What is a Mortgage?
For most people, buying a home is the largest financial move they will make in their lives. Since most people don’t have enough cash on hand to purchase their home in full, a mortgage loan provides the money needed to finance the purchase.
The recommended ratio for a mortgage is usually a 20% down payment, with 80% of the purchase price financed. Once in place, the loan is secured against the property you buy and is usually paid monthly – although alternate payment plans are often available.
Your mortgage payment is made up of four parts
Every mortgage is comprised of four parts: Principal, Interest, Taxes and Mortgage Insurance. While a mortgage agent can help you through the entire mortgage application, it’s beneficial for you to have a basic understanding of these four parts.
This is the amount you are borrowing to purchase your property. For example, if you purchased a home for $1 million, and made a $200,000 deposit, your principal will be $800,000.
As with any loan, there are costs associated with borrowing money. Interest is the cost of the mortgage that you pay to your lender. Interest payments are determined by your interest rate.
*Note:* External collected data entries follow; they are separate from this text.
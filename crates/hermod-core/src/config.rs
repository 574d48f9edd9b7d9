//! Pipeline configuration, loaded from YAML (spec.md §2, §4.6, §6).
//!
//! A deployment is configured with exactly one source and one or more
//! sinks, mirroring the teacher workspace's `PipelineSpec`/`SourceSpec`/
//! `SinkSpec` shape (`rde_core::PipelineSpec`) but adapted to Hermod's
//! pull/push Source-Engine-Sink contract instead of a push-style operator
//! graph.

use std::collections::HashMap;
use std::time::Duration;

use serde::{Deserialize, Serialize};
use validator::Validate;

use crate::column::ColumnMapping;
use crate::sql_ident::SqlDialect;

/// Top-level deployment specification: one source, one or more sinks, and
/// the engine's batching/backoff tunables.
#[derive(Debug, Clone, Serialize, Deserialize, Validate)]
pub struct PipelineSpec {
    pub name: String,
    pub source: SourceSpec,
    #[validate(length(min = 1, message = "at least one sink must be configured"))]
    pub sinks: Vec<SinkSpec>,
    #[serde(default)]
    pub engine: EngineConfig,
}

impl PipelineSpec {
    pub fn from_yaml(yaml: &str) -> anyhow::Result<Self> {
        let spec: PipelineSpec = serde_yaml::from_str(yaml)?;
        spec.validate()?;
        Ok(spec)
    }
}

/// Engine-level tunables (spec.md §4.10).
#[derive(Debug, Clone, Serialize, Deserialize, Validate)]
#[serde(default)]
pub struct EngineConfig {
    #[serde(with = "humantime_duration")]
    pub reconnect_interval: Duration,
    #[serde(with = "humantime_duration")]
    pub status_interval: Duration,
    #[validate(range(min = 1, message = "batch_size must be positive"))]
    pub batch_size: usize,
    #[serde(with = "humantime_duration")]
    pub batch_timeout: Duration,
    pub ring_buffer_capacity: usize,
    pub max_retries: u32,
    #[serde(with = "humantime_duration")]
    pub retry_backoff_initial: Duration,
    #[serde(with = "humantime_duration")]
    pub retry_backoff_max: Duration,
    pub metrics_addr: Option<String>,
}

impl Default for EngineConfig {
    fn default() -> Self {
        Self {
            reconnect_interval: Duration::from_secs(5),
            status_interval: Duration::from_secs(30),
            batch_size: 500,
            batch_timeout: Duration::from_millis(500),
            ring_buffer_capacity: 4096,
            max_retries: 5,
            retry_backoff_initial: Duration::from_millis(200),
            retry_backoff_max: Duration::from_secs(30),
            metrics_addr: None,
        }
    }
}

mod humantime_duration {
    use std::time::Duration;

    use serde::{Deserialize, Deserializer, Serializer};

    pub fn serialize<S: Serializer>(d: &Duration, s: S) -> Result<S::Ok, S::Error> {
        s.serialize_str(&format!("{}ms", d.as_millis()))
    }

    pub fn deserialize<'de, D: Deserializer<'de>>(d: D) -> Result<Duration, D::Error> {
        let raw = String::deserialize(d)?;
        humantime::parse_duration(&raw).map_err(serde::de::Error::custom)
    }
}

#[derive(Debug, Clone, Serialize, Deserialize)]
#[serde(tag = "type", rename_all = "snake_case")]
pub enum SourceSpec {
    PostgresCdc(PostgresCdcSourceSpec),
    RowPolling(RowPollingSourceSpec),
    Csv(CsvSourceSpec),
    Kafka(KafkaSourceSpec),
    Webhook(WebhookSourceSpec),
}

#[derive(Debug, Clone, Serialize, Deserialize, Validate)]
pub struct PostgresCdcSourceSpec {
    #[validate(length(min = 1))]
    pub id: String,
    pub dsn: String,
    pub publication: String,
    pub slot: String,
    #[serde(default)]
    pub tables: Vec<String>,
    #[serde(default)]
    pub slot_transient: bool,
}

#[derive(Debug, Clone, Copy, Serialize, Deserialize, PartialEq, Eq)]
#[serde(rename_all = "snake_case")]
pub enum RowStoreKind {
    Sqlite,
    MySql,
    Postgres,
}

#[derive(Debug, Clone, Serialize, Deserialize, Validate)]
pub struct RowPollingSourceSpec {
    #[validate(length(min = 1))]
    pub id: String,
    pub kind: RowStoreKind,
    pub dsn: String,
    #[validate(length(min = 1, message = "at least one table must be configured"))]
    pub tables: Vec<String>,
    pub id_field: String,
    #[serde(with = "humantime_duration", default = "default_poll_interval")]
    pub poll_interval: Duration,
}

fn default_poll_interval() -> Duration {
    Duration::from_secs(2)
}

#[derive(Debug, Clone, Serialize, Deserialize, Validate)]
pub struct CsvSourceSpec {
    #[validate(length(min = 1))]
    pub id: String,
    pub path: String,
    #[serde(default)]
    pub has_header: bool,
    #[serde(default)]
    pub delimiter: Option<char>,
}

#[derive(Debug, Clone, Serialize, Deserialize, Validate)]
pub struct KafkaSourceSpec {
    #[validate(length(min = 1))]
    pub id: String,
    pub brokers: String,
    pub group_id: String,
    pub topic: String,
}

#[derive(Debug, Clone, Serialize, Deserialize, Validate)]
pub struct WebhookSourceSpec {
    #[validate(length(min = 1))]
    pub id: String,
    pub listen_addr: String,
    pub path: String,
    #[serde(default)]
    pub shared_secret: Option<String>,
}

#[derive(Debug, Clone, Copy, Serialize, Deserialize, PartialEq, Eq)]
#[serde(rename_all = "snake_case")]
pub enum DeleteStrategy {
    HardDelete,
    SoftDelete,
    Ignore,
}

#[derive(Debug, Clone, Copy, Serialize, Deserialize, PartialEq, Eq)]
#[serde(rename_all = "snake_case")]
pub enum OperationMode {
    Auto,
    Insert,
    Upsert,
    Update,
    Delete,
}

#[derive(Debug, Clone, Serialize, Deserialize, Validate)]
pub struct SqlSinkSpec {
    #[validate(length(min = 1))]
    pub id: String,
    pub dialect: SqlDialect,
    pub dsn: String,
    pub table_name: Option<String>,
    #[validate(length(min = 1, message = "at least one column mapping must be configured"))]
    pub mappings: Vec<ColumnMapping>,
    #[serde(default = "default_delete_strategy")]
    pub delete_strategy: DeleteStrategy,
    #[serde(default)]
    pub soft_delete_column: Option<String>,
    #[serde(default)]
    pub soft_delete_value: Option<String>,
    #[serde(default)]
    pub operation_mode: OperationMode,
    #[serde(default)]
    pub auto_truncate: bool,
    #[serde(default = "default_true")]
    pub auto_sync: bool,
}

fn default_delete_strategy() -> DeleteStrategy {
    DeleteStrategy::HardDelete
}

fn default_true() -> bool {
    true
}

impl Default for OperationMode {
    fn default() -> Self {
        OperationMode::Auto
    }
}

#[derive(Debug, Clone, Serialize, Deserialize, Validate)]
pub struct MongoSinkSpec {
    #[validate(length(min = 1))]
    pub id: String,
    pub uri: String,
    pub database: String,
    pub collection: Option<String>,
    #[serde(default)]
    pub mappings: Vec<ColumnMapping>,
    #[serde(default)]
    pub soft_delete: bool,
}

#[derive(Debug, Clone, Serialize, Deserialize, Validate)]
pub struct KafkaSinkSpec {
    #[validate(length(min = 1))]
    pub id: String,
    pub brokers: String,
    pub topic: String,
}

#[derive(Debug, Clone, Copy, Serialize, Deserialize, PartialEq, Eq)]
#[serde(rename_all = "snake_case")]
pub enum SmtpIdempotencyPolicy {
    ClaimBeforeSend,
    ClaimAfterSend,
}

impl Default for SmtpIdempotencyPolicy {
    fn default() -> Self {
        SmtpIdempotencyPolicy::ClaimBeforeSend
    }
}

#[derive(Debug, Clone, Copy, Serialize, Deserialize, PartialEq, Eq)]
#[serde(rename_all = "snake_case")]
pub enum TemplateSource {
    Inline,
    Url,
    S3,
}

#[derive(Debug, Clone, Serialize, Deserialize, Validate)]
pub struct SmtpSinkSpec {
    #[validate(length(min = 1))]
    pub id: String,
    pub smtp_url: String,
    pub from: String,
    pub to_field: String,
    pub subject_template: String,
    pub body_template: String,
    pub template_source: TemplateSource,
    #[serde(default)]
    pub idempotency_enabled: bool,
    #[serde(default)]
    pub idempotency_key_template: Option<String>,
    #[serde(default)]
    pub idempotency_policy: SmtpIdempotencyPolicy,
    pub idempotency_db_path: String,
}

#[derive(Debug, Clone, Serialize, Deserialize, Validate)]
pub struct HttpSinkSpec {
    #[validate(length(min = 1))]
    pub id: String,
    pub url: String,
    #[serde(default = "default_post")]
    pub method: String,
    #[serde(default)]
    pub ping_method: Option<String>,
    #[serde(default)]
    pub headers: HashMap<String, String>,
    #[serde(default)]
    pub body_template: Option<String>,
    #[serde(default)]
    pub batch_as_array: bool,
}

fn default_post() -> String {
    "POST".to_string()
}

#[derive(Debug, Clone, Serialize, Deserialize, Validate)]
pub struct PineconeSinkSpec {
    #[validate(length(min = 1))]
    pub id: String,
    pub base_url: String,
    pub api_key: String,
    pub namespace: Option<String>,
    pub vector_field: String,
}

#[derive(Debug, Clone, Serialize, Deserialize, Validate)]
pub struct MilvusSinkSpec {
    #[validate(length(min = 1))]
    pub id: String,
    pub base_url: String,
    pub collection: String,
    pub id_field: String,
    pub vector_field: String,
    #[serde(default)]
    pub mappings: Vec<ColumnMapping>,
}

#[derive(Debug, Clone, Serialize, Deserialize, Validate)]
pub struct FtpSinkSpec {
    #[validate(length(min = 1))]
    pub id: String,
    pub host: String,
    pub port: u16,
    pub username: String,
    pub password: String,
    pub remote_dir: String,
}

#[derive(Debug, Clone, Serialize, Deserialize, Validate)]
pub struct StdoutSinkSpec {
    #[validate(length(min = 1))]
    pub id: String,
    #[serde(default)]
    pub pretty: bool,
}

#[derive(Debug, Clone, Serialize, Deserialize)]
#[serde(tag = "type", rename_all = "snake_case")]
pub enum SinkSpec {
    Sql(SqlSinkSpec),
    Mongo(MongoSinkSpec),
    Kafka(KafkaSinkSpec),
    Smtp(SmtpSinkSpec),
    Http(HttpSinkSpec),
    Pinecone(PineconeSinkSpec),
    Milvus(MilvusSinkSpec),
    Ftp(FtpSinkSpec),
    Stdout(StdoutSinkSpec),
}

impl SinkSpec {
    pub fn id(&self) -> &str {
        match self {
            SinkSpec::Sql(s) => &s.id,
            SinkSpec::Mongo(s) => &s.id,
            SinkSpec::Kafka(s) => &s.id,
            SinkSpec::Smtp(s) => &s.id,
            SinkSpec::Http(s) => &s.id,
            SinkSpec::Pinecone(s) => &s.id,
            SinkSpec::Milvus(s) => &s.id,
            SinkSpec::Ftp(s) => &s.id,
            SinkSpec::Stdout(s) => &s.id,
        }
    }
}

#[cfg(test)]
mod tests {
    use super::*;

    #[test]
    fn parses_minimal_csv_to_stdout_pipeline() {
        let yaml = r#"
name: csv-to-stdout
source:
  type: csv
  id: csv-in
  path: "data.csv"
  has_header: true
sinks:
  - type: stdout
    id: out
"#;
        let spec = PipelineSpec::from_yaml(yaml).unwrap();
        assert_eq!(spec.name, "csv-to-stdout");
        assert_eq!(spec.sinks.len(), 1);
        assert_eq!(spec.engine.batch_size, 500);
    }

    #[test]
    fn rejects_empty_sinks() {
        let yaml = r#"
name: no-sinks
source:
  type: csv
  id: csv-in
  path: "data.csv"
sinks: []
"#;
        let err = PipelineSpec::from_yaml(yaml);
        assert!(err.is_err());
    }
}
Often, property taxes are rolled into a mortgage payment. Property taxes are calculated by your municipal government and are based on the assessed value of your property.
4. Mortgage Insurance
If your down payment is under 20% when you purchase your property, your lender will require that a mortgage insurance policy is added to your mortgage. This insurance protects the lender in the event of a mortgage default.
Types of mortgages
There are two basic types of mortgages: Open and closed. A mortgage agent can help you determine which is best for your mortgage needs, but here are the basics.
An open-term mortgage is a mortgage that can be repaid fully, or partially at any time, without penalty. These types of mortgages can also be converted to different terms without penalty. Keep in mind that because of this added flexibility, they usually have higher interest rates than closed mortgages.
A closed-term mortgage is a mortgage for people with no plans to pay off their mortgage in the short term. Closed-term rates are usually lower than open-term rates and often come with fixed or variable options.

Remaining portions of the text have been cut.